22/05/2026
From Molecular to Clinical aspect of Rhizomelic Chondrodysplasia Punctata (RCDP)🧬🧠
Meet Rayan
At two months old, his brain began to misfire: subtle seizures, floppy muscles, and an MRI that revealed fragile, damaged white matter.
The cause wasn’t a large deletion or a dramatic mutation. It was hiding inside a slippery, seven‑letter stutter in his DNA!
In the PEX7 gene, there’s a short word: TGCGGTG
If you look at healthy genomes (check ensembl), you’ll see that word repeated twice, it's a normal genetic stutter in this gene. Almost all of us have it.
But Liam inherited an allele where the stutter kept going, not twice but three times: TGCGGTG TGCGGTG TGCGGTG
That third copy threw the entire gene out of frame.
The PEX7 protein which is a critical import receptor for peroxisomes was truncated almost immediately (p.Ala7GlyfsTer42).
No functional PEX7 means nothing gets into the peroxisome, which subsequently leading to:
The Left Path (Anabolism): The enzymes DHAPAT and AGPS fail to enter the peroxisome.
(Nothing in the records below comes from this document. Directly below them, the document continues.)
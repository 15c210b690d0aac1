use std::cell::RefCell;
use std::collections::VecDeque;
use std::sync::Arc;
use std::sync::Mutex;
use std::sync::atomic::{AtomicBool, Ordering};

use crate::error::TaskError;
use crate::task::TaskOutput;

/// Closure executed on the backend's workers for one task.
pub type WorkFn = Box<dyn FnOnce() -> Result<TaskOutput, TaskError> + Send + 'static>;

/// Handle to one in-flight unit of work.
pub trait OpHandle: std::fmt::Debug {
    /// Non-blocking readiness check, called from the scheduling thread while
    /// the work runs elsewhere.
    fn is_ready(&self) -> bool;

    /// Consume the handle and surface the result. Only called once
    /// [`OpHandle::is_ready`] returned true, so it never waits.
    fn take(self) -> Result<TaskOutput, TaskError>;
}

/// Execution backend the scheduler dispatches work to.
///
/// The scheduler bounds how many handles it keeps outstanding per category;
/// raw parallelism is the backend's concern. Injected so tests can
/// substitute a synchronous, deterministic implementation.
pub trait ExecBackend {
    type Handle: OpHandle;

    fn submit(&self, work: WorkFn) -> Self::Handle;
}

/// Backend running work on a tokio runtime's blocking worker pool.
#[derive(Debug, Clone)]
pub struct TokioBackend {
    runtime: tokio::runtime::Handle,
}

impl TokioBackend {
    pub fn new(runtime: tokio::runtime::Handle) -> Self {
        Self { runtime }
    }
}

impl Default for TokioBackend {
    fn default() -> Self {
        Self {
            runtime: tokio::runtime::Handle::current(),
        }
    }
}

impl ExecBackend for TokioBackend {
    type Handle = TokioHandle;

    fn submit(&self, work: WorkFn) -> TokioHandle {
        let (send, recv) = crossbeam_channel::bounded(1);
        self.runtime.spawn_blocking(move || {
            let _ = send.send(work());
        });
        TokioHandle {
            recv,
            done: RefCell::new(None),
        }
    }
}

#[derive(Debug)]
pub struct TokioHandle {
    recv: crossbeam_channel::Receiver<Result<TaskOutput, TaskError>>,
    done: RefCell<Option<Result<TaskOutput, TaskError>>>,
}

impl OpHandle for TokioHandle {
    fn is_ready(&self) -> bool {
        if self.done.borrow().is_some() {
            return true;
        }
        match self.recv.try_recv() {
            Ok(result) => {
                *self.done.borrow_mut() = Some(result);
                true
            }
            Err(crossbeam_channel::TryRecvError::Empty) => false,
            // Worker gone without sending: the task panicked or was aborted.
            Err(crossbeam_channel::TryRecvError::Disconnected) => {
                *self.done.borrow_mut() = Some(Err(TaskError::BackendGone));
                true
            }
        }
    }

    fn take(self) -> Result<TaskOutput, TaskError> {
        match self.done.into_inner() {
            Some(result) => result,
            None => self
                .recv
                .try_recv()
                .unwrap_or(Err(TaskError::BackendGone)),
        }
    }
}

/// Backend running every work item synchronously at submit; handles are
/// ready immediately. The deterministic stand-in for tests and demos.
#[derive(Debug, Default, Clone, Copy)]
pub struct InlineBackend;

impl ExecBackend for InlineBackend {
    type Handle = InlineHandle;

    fn submit(&self, work: WorkFn) -> InlineHandle {
        InlineHandle(work())
    }
}

#[derive(Debug)]
pub struct InlineHandle(Result<TaskOutput, TaskError>);

impl OpHandle for InlineHandle {
    fn is_ready(&self) -> bool {
        true
    }

    fn take(self) -> Result<TaskOutput, TaskError> {
        self.0
    }
}

/// Backend for tests that need work to stay in flight: work still runs
/// synchronously at submit, but handles only become ready once released.
#[derive(Debug, Default, Clone)]
pub struct ManualBackend {
    gates: Arc<Mutex<VecDeque<Arc<AtomicBool>>>>,
}

impl ManualBackend {
    pub fn new() -> Self {
        Self::default()
    }

    /// Number of handles not yet released.
    pub fn in_flight(&self) -> usize {
        self.gates.lock().unwrap().len()
    }

    /// Mark the oldest unreleased handle ready. Returns false when none is
    /// outstanding.
    pub fn release_next(&self) -> bool {
        match self.gates.lock().unwrap().pop_front() {
            Some(gate) => {
                gate.store(true, Ordering::SeqCst);
                true
            }
            None => false,
        }
    }

    pub fn release_all(&self) {
        while self.release_next() {}
    }
}

impl ExecBackend for ManualBackend {
    type Handle = ManualHandle;

    fn submit(&self, work: WorkFn) -> ManualHandle {
        let gate = Arc::new(AtomicBool::new(false));
        self.gates.lock().unwrap().push_back(gate.clone());
        ManualHandle {
            gate,
            result: work(),
        }
    }
}

#[derive(Debug)]
pub struct ManualHandle {
    gate: Arc<AtomicBool>,
    result: Result<TaskOutput, TaskError>,
}

impl OpHandle for ManualHandle {
    fn is_ready(&self) -> bool {
        self.gate.load(Ordering::SeqCst)
    }

    fn take(self) -> Result<TaskOutput, TaskError> {
        self.result
    }
}

#[cfg(test)]
mod tests {
    use super::*;
    use crate::materialize::Artifact;
    use lodestream_scene::Slug;

    fn artifact_work(name: &str) -> WorkFn {
        let artifact = Artifact {
            slug: Slug::new(name),
            locator: name.to_owned(),
        };
        Box::new(move || Ok(TaskOutput::MeshArtifact(artifact)))
    }

    #[tokio::test(flavor = "multi_thread")]
    async fn tokio_backend_completes_work() {
        let backend = TokioBackend::default();
        let handle = backend.submit(artifact_work("a"));
        while !handle.is_ready() {
            tokio::time::sleep(std::time::Duration::from_millis(1)).await;
        }
        assert!(matches!(handle.take(), Ok(TaskOutput::MeshArtifact(_))));
    }

    #[tokio::test(flavor = "multi_thread")]
    async fn tokio_backend_surfaces_panic_as_backend_gone() {
        let backend = TokioBackend::default();
        let handle = backend.submit(Box::new(|| panic!("worker died")));
        while !handle.is_ready() {
            tokio::time::sleep(std::time::Duration::from_millis(1)).await;
        }
        assert!(matches!(handle.take(), Err(TaskError::BackendGone)));
    }

    #[test]
    fn manual_backend_gates_readiness_in_order() {
        let backend = ManualBackend::new();
        let first = backend.submit(artifact_work("a"));
        let second = backend.submit(artifact_work("b"));
        assert_eq!(backend.in_flight(), 2);
        assert!(!first.is_ready() && !second.is_ready());

        assert!(backend.release_next());
        assert!(first.is_ready());
        assert!(!second.is_ready());

        assert!(backend.release_next());
        assert!(second.is_ready());
        assert!(!backend.release_next());
    }
}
These enzymes catalyze ether lipid synthesis. Their absence causes a profound plasmalogen deficiency. Because plasmalogens are major structural phospholipids in myelin sheaths, this deficiency leads directly to defective myelination.
The Right Path (Catabolism): The enzyme Phytanoyl-CoA hydroxylase (PHYH) is denied entry into the peroxisome. PHYH is required for the alpha oxidation of branched-chain fatty acids, this blockade causes an upstream accumulation of phytanic acid, which is highly cytotoxic to neurons and nervous tissue.
This all explains the white matter changes in the brain and severe developmental delay in RCDP1 patients, merging the genotypic and phenotypic data.